//! The token scan: option resolution, value consumption and positional backfill.
use std::ffi::{OsStr, OsString};

use os_str_bytes::OsStrBytesExt;
use ref_cast::RefCast;

use crate::error::{Error, ErrorKind, ErrorStatus};
use crate::parser::ArgParser;
use crate::Result;

/// The raw argument vector. Index 0 is the program name.
#[derive(Debug, RefCast)]
#[repr(transparent)]
pub(crate) struct Argv([OsString]);

impl Argv {
    pub(crate) fn new(args: &[OsString]) -> &Self {
        Self::ref_cast(args)
    }

    pub(crate) fn len(&self) -> usize {
        self.0.len()
    }

    pub(crate) fn get(&self, i: usize) -> Option<&OsStr> {
        self.0.get(i).map(OsString::as_os_str)
    }
}

#[derive(Debug, PartialEq)]
enum Token<'a> {
    /// "--"
    DashDash,
    /// Long name and an inlined value (excluding `=`).
    ///
    /// - "--long" => ("long", None)
    /// - "--long=value" => ("long", Some("value"))
    Long(&'a OsStr, Option<&'a OsStr>),
    /// Short names and an inlined value.
    ///
    /// - "-abc" => ("abc", None)
    /// - "-abc=value" => ("abc", Some("value"))
    Short(&'a OsStr, Option<&'a OsStr>),
    /// Anything else, including a lone "-".
    Bare,
}

fn classify(raw: &OsStr) -> Token<'_> {
    fn split_value(s: &OsStr) -> (&OsStr, Option<&OsStr>) {
        match s.split_once('=') {
            Some((name, value)) => (name, Some(value)),
            None => (s, None),
        }
    }

    if raw == "--" {
        return Token::DashDash;
    }
    if let Some(rest) = raw.strip_prefix("--") {
        let (name, value) = split_value(rest);
        return Token::Long(name, value);
    }
    match raw.strip_prefix('-') {
        Some(rest) if !rest.is_empty() => {
            let (names, value) = split_value(rest);
            Token::Short(names, value)
        }
        _ => Token::Bare,
    }
}

/// A read-only view for consuming a run of values.
pub(crate) struct Cursor<'s, 'u> {
    argv: &'s Argv,
    used: &'u [bool],
    /// Index of the `--` separator, or the length of argv.
    options_end: usize,
}

impl<'s, 'u> Cursor<'s, 'u> {
    #[cfg(test)]
    pub(crate) fn new(argv: &'s Argv, used: &'u [bool]) -> Self {
        Self { argv, used, options_end: argv.len() }
    }

    /// The token at `k`, if a multi-value run may continue into it.
    ///
    /// A run stops at the end of input, at a token already claimed, and at
    /// anything that looks like an option before `--`.
    pub(crate) fn continuation(&self, k: usize) -> Option<&'s OsStr> {
        let token = self.argv.get(k)?;
        if self.used[k] || (k < self.options_end && token.starts_with('-')) {
            return None;
        }
        Some(token)
    }
}

/// Token positions consumed by one value run.
#[derive(Debug)]
pub(crate) struct Consumed<'s> {
    pub(crate) positions: Vec<usize>,
    /// The token that stopped the run by failing to parse.
    pub(crate) rejected: Option<(usize, &'s OsStr)>,
}

impl<'s> Consumed<'s> {
    pub(crate) fn single(index: usize) -> Self {
        Self { positions: vec![index], rejected: None }
    }

    pub(crate) fn rejected(index: usize, token: &'s OsStr) -> Self {
        Self { positions: Vec::new(), rejected: Some((index, token)) }
    }
}

struct Positions {
    used: Vec<bool>,
    options_end: usize,
}

impl Positions {
    fn new(len: usize) -> Self {
        let mut used = vec![false; len];
        // The program name is never matched.
        if let Some(arg0) = used.first_mut() {
            *arg0 = true;
        }
        Self { used, options_end: len }
    }

    fn is_used(&self, i: usize) -> bool {
        self.used.get(i).copied().unwrap_or(true)
    }

    /// Claim the option token itself.
    fn claim(&mut self, i: usize) {
        self.used[i] = true;
    }

    /// Runs never cross a used position, see [`Cursor::continuation`].
    fn mark(&mut self, positions: &[usize]) {
        for &pos in positions {
            self.used[pos] = true;
        }
    }

    fn cursor<'s>(&self, argv: &'s Argv) -> Cursor<'s, '_> {
        Cursor { argv, used: &self.used, options_end: self.options_end }
    }

    fn unused(&self) -> impl Iterator<Item = usize> + '_ {
        self.used.iter().enumerate().filter(|(_, used)| !**used).map(|(i, _)| i)
    }
}

/// Non-fatal failures collected during one parse, in discovery order.
#[derive(Default)]
struct Failures(Vec<Error>);

impl Failures {
    fn push(&mut self, err: Error) {
        tracing::debug!(error = %err, "argument rejected");
        self.0.push(err);
    }

    fn finish(self) -> Result<()> {
        match self.0.into_iter().next() {
            Some(err) => Err(err),
            None => Ok(()),
        }
    }
}

fn decode(raw: &OsStr, i: usize) -> Result<&str> {
    raw.to_str().ok_or_else(|| Error::from(ErrorKind::InvalidUtf8).with_os_input(raw).at(i))
}

impl ArgParser<'_> {
    /// The outlined main logic of parser.
    ///
    /// Fatal errors return early. Everything else is recorded on the
    /// argument, scanning continues, and the first failure is returned.
    pub(crate) fn parse_argv(&mut self, argv: &Argv) -> Result<()> {
        let mut pos = Positions::new(argv.len());
        let mut failures = Failures::default();

        for i in 1..argv.len() {
            if pos.is_used(i) {
                continue;
            }
            let Some(raw) = argv.get(i) else { break };
            let token = classify(raw);
            tracing::trace!(position = i, ?token, "classified");
            match token {
                Token::DashDash => {
                    pos.claim(i);
                    pos.options_end = i;
                    break;
                }
                Token::Long(name, value) => {
                    self.feed_long(argv, &mut pos, &mut failures, i, name, value)?;
                }
                Token::Short(names, value) => {
                    self.feed_short(argv, &mut pos, &mut failures, i, names, value)?;
                }
                Token::Bare => {}
            }
        }

        self.backfill(argv, &mut pos, &mut failures);

        for k in pos.unused() {
            let err = Error::from(ErrorKind::UnconsumedToken).at(k);
            failures.push(match argv.get(k) {
                Some(raw) => err.with_os_input(raw),
                None => err,
            });
        }
        for slot in &mut self.slots {
            if !slot.is_correct() {
                let status = slot.metadata().error_status.unwrap_or(ErrorStatus::ParsingError);
                // Value failures were reported when they happened.
                if status == ErrorStatus::TooFewArguments {
                    failures.push(ErrorKind::TooFewArguments.with_arg(slot.name()));
                }
            }
        }
        failures.finish()
    }

    fn feed_long<'s>(
        &mut self,
        argv: &'s Argv,
        pos: &mut Positions,
        failures: &mut Failures,
        i: usize,
        name: &'s OsStr,
        value: Option<&'s OsStr>,
    ) -> Result<()> {
        let name = decode(name, i)?;
        if value.is_some_and(OsStr::is_empty) {
            return Err(ErrorKind::EmptyInlineValue.with_input(format!("--{name}=")).at(i));
        }
        let idx = self
            .find(name)
            .ok_or_else(|| ErrorKind::UnknownArgument.with_input(format!("--{name}")).at(i))?;

        match value {
            Some(value) => {
                self.feed(idx, value, i, argv, pos, failures);
                pos.claim(i);
            }
            None if self.slots[idx].is_switch() => {
                self.slots[idx].raise();
                pos.claim(i);
            }
            None => {
                pos.claim(i);
                self.feed_next(idx, i, argv, pos, failures);
            }
        }
        Ok(())
    }

    /// Every name in a cluster but the last must be a switch. The last one
    /// takes the inlined value, or the next token if it needs a value.
    fn feed_short<'s>(
        &mut self,
        argv: &'s Argv,
        pos: &mut Positions,
        failures: &mut Failures,
        i: usize,
        names: &'s OsStr,
        value: Option<&'s OsStr>,
    ) -> Result<()> {
        let names = decode(names, i)?;
        if value.is_some_and(OsStr::is_empty) {
            return Err(ErrorKind::EmptyInlineValue.with_input(format!("-{names}=")).at(i));
        }
        if names.is_empty() {
            return Err(ErrorKind::UnknownArgument.with_input("-").at(i));
        }

        let mut chars = names.chars().peekable();
        while let Some(ch) = chars.next() {
            let is_last = chars.peek().is_none();
            let idx = self
                .find_short(ch)
                .ok_or_else(|| ErrorKind::UnknownArgument.with_input(format!("-{ch}")).at(i))?;
            match value {
                Some(value) if is_last => self.feed(idx, value, i, argv, pos, failures),
                _ if self.slots[idx].is_switch() => self.slots[idx].raise(),
                _ if !is_last => {
                    return Err(ErrorKind::ShortClusterValue
                        .with_arg(self.slots[idx].name())
                        .with_input(format!("-{names}"))
                        .at(i));
                }
                _ => self.feed_next(idx, i, argv, pos, failures),
            }
        }
        pos.claim(i);
        Ok(())
    }

    /// Feed the token after the option at `i` as its value.
    fn feed_next(
        &mut self,
        idx: usize,
        i: usize,
        argv: &Argv,
        pos: &mut Positions,
        failures: &mut Failures,
    ) {
        match argv.get(i + 1).filter(|_| !pos.is_used(i + 1)) {
            Some(value) => self.feed(idx, value, i + 1, argv, pos, failures),
            None => {
                let slot = &mut self.slots[idx];
                slot.fail(ErrorStatus::ParsingError);
                failures.push(ErrorKind::MissingValue.with_arg(slot.name()).at(i));
            }
        }
    }

    fn feed<'s>(
        &mut self,
        idx: usize,
        value: &'s OsStr,
        at: usize,
        argv: &'s Argv,
        pos: &mut Positions,
        failures: &mut Failures,
    ) {
        let slot = &mut self.slots[idx];
        let consumed = slot.consume_from(value, at, &pos.cursor(argv));
        pos.mark(&consumed.positions);
        if let Some((k, token)) = consumed.rejected {
            failures.push(
                ErrorKind::ParsingError.with_arg(slot.name()).with_os_input(token).at(k),
            );
        }
    }

    /// Assign each unused token, in order, to the first positional argument
    /// still wanting a value.
    fn backfill(&mut self, argv: &Argv, pos: &mut Positions, failures: &mut Failures) {
        for k in 1..argv.len() {
            if pos.is_used(k) {
                continue;
            }
            let Some(idx) = self.slots.iter().position(|slot| slot.wants_positional()) else {
                break;
            };
            let Some(token) = argv.get(k) else { break };
            self.feed(idx, token, k, argv, pos, failures);
        }
    }
}

#[cfg(test)]
mod tests {
    use super::*;

    #[test]
    fn classify_tokens() {
        let os = |s: &'static str| OsStr::new(s);
        assert_eq!(classify(os("--")), Token::DashDash);
        assert_eq!(classify(os("--name")), Token::Long(os("name"), None));
        assert_eq!(classify(os("--name=a=b")), Token::Long(os("name"), Some(os("a=b"))));
        assert_eq!(classify(os("--name=")), Token::Long(os("name"), Some(os(""))));
        assert_eq!(classify(os("-abc")), Token::Short(os("abc"), None));
        assert_eq!(classify(os("-o=out")), Token::Short(os("o"), Some(os("out"))));
        assert_eq!(classify(os("-")), Token::Bare);
        assert_eq!(classify(os("")), Token::Bare);
        assert_eq!(classify(os("file.txt")), Token::Bare);
    }

    #[test]
    fn positions() {
        let mut pos = Positions::new(4);
        assert!(pos.is_used(0));
        assert!(!pos.is_used(1));
        assert!(pos.is_used(4));
        pos.mark(&[1, 2]);
        assert_eq!(pos.unused().collect::<Vec<_>>(), [3]);
    }

    #[test]
    fn continuation_respects_separator() {
        let args: Vec<OsString> = ["prog", "--", "-x", "y"].map(OsString::from).into();
        let argv = Argv::new(&args);
        let used = [true, true, false, false];
        let mut cursor = Cursor::new(argv, &used);
        assert_eq!(cursor.continuation(2), None);
        cursor.options_end = 1;
        assert_eq!(cursor.continuation(2), Some(OsStr::new("-x")));
        assert_eq!(cursor.continuation(3), Some(OsStr::new("y")));
        assert_eq!(cursor.continuation(4), None);
    }
}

───

Directions for this task
Please write out, exactly as they appear above, only the lines in the stretch from the line with "fn split_value(s: &OsStr)" through the line with "let token = self.argv.get(k)?;".

Written solution
    fn split_value(s: &OsStr) -> (&OsStr, Option<&OsStr>) {
        match s.split_once('=') {
            Some((name, value)) => (name, Some(value)),
            None => (s, None),
        }
    }

    if raw == "--" {
        return Token::DashDash;
    }
    if let Some(rest) = raw.strip_prefix("--") {
        let (name, value) = split_value(rest);
        return Token::Long(name, value);
    }
    match raw.strip_prefix('-') {
        Some(rest) if !rest.is_empty() => {
            let (names, value) = split_value(rest);
            Token::Short(names, value)
        }
        _ => Token::Bare,
    }
}

/// A read-only view for consuming a run of values.
pub(crate) struct Cursor<'s, 'u> {
    argv: &'s Argv,
    used: &'u [bool],
    /// Index of the `--` separator, or the length of argv.
    options_end: usize,
}

impl<'s, 'u> Cursor<'s, 'u> {
    #[cfg(test)]
    pub(crate) fn new(argv: &'s Argv, used: &'u [bool]) -> Self {
        Self { argv, used, options_end: argv.len() }
    }

    /// The token at `k`, if a multi-value run may continue into it.
    ///
    /// A run stops at the end of input, at a token already claimed, and at
    /// anything that looks like an option before `--`.
    pub(crate) fn continuation(&self, k: usize) -> Option<&'s OsStr> {
        let token = self.argv.get(k)?;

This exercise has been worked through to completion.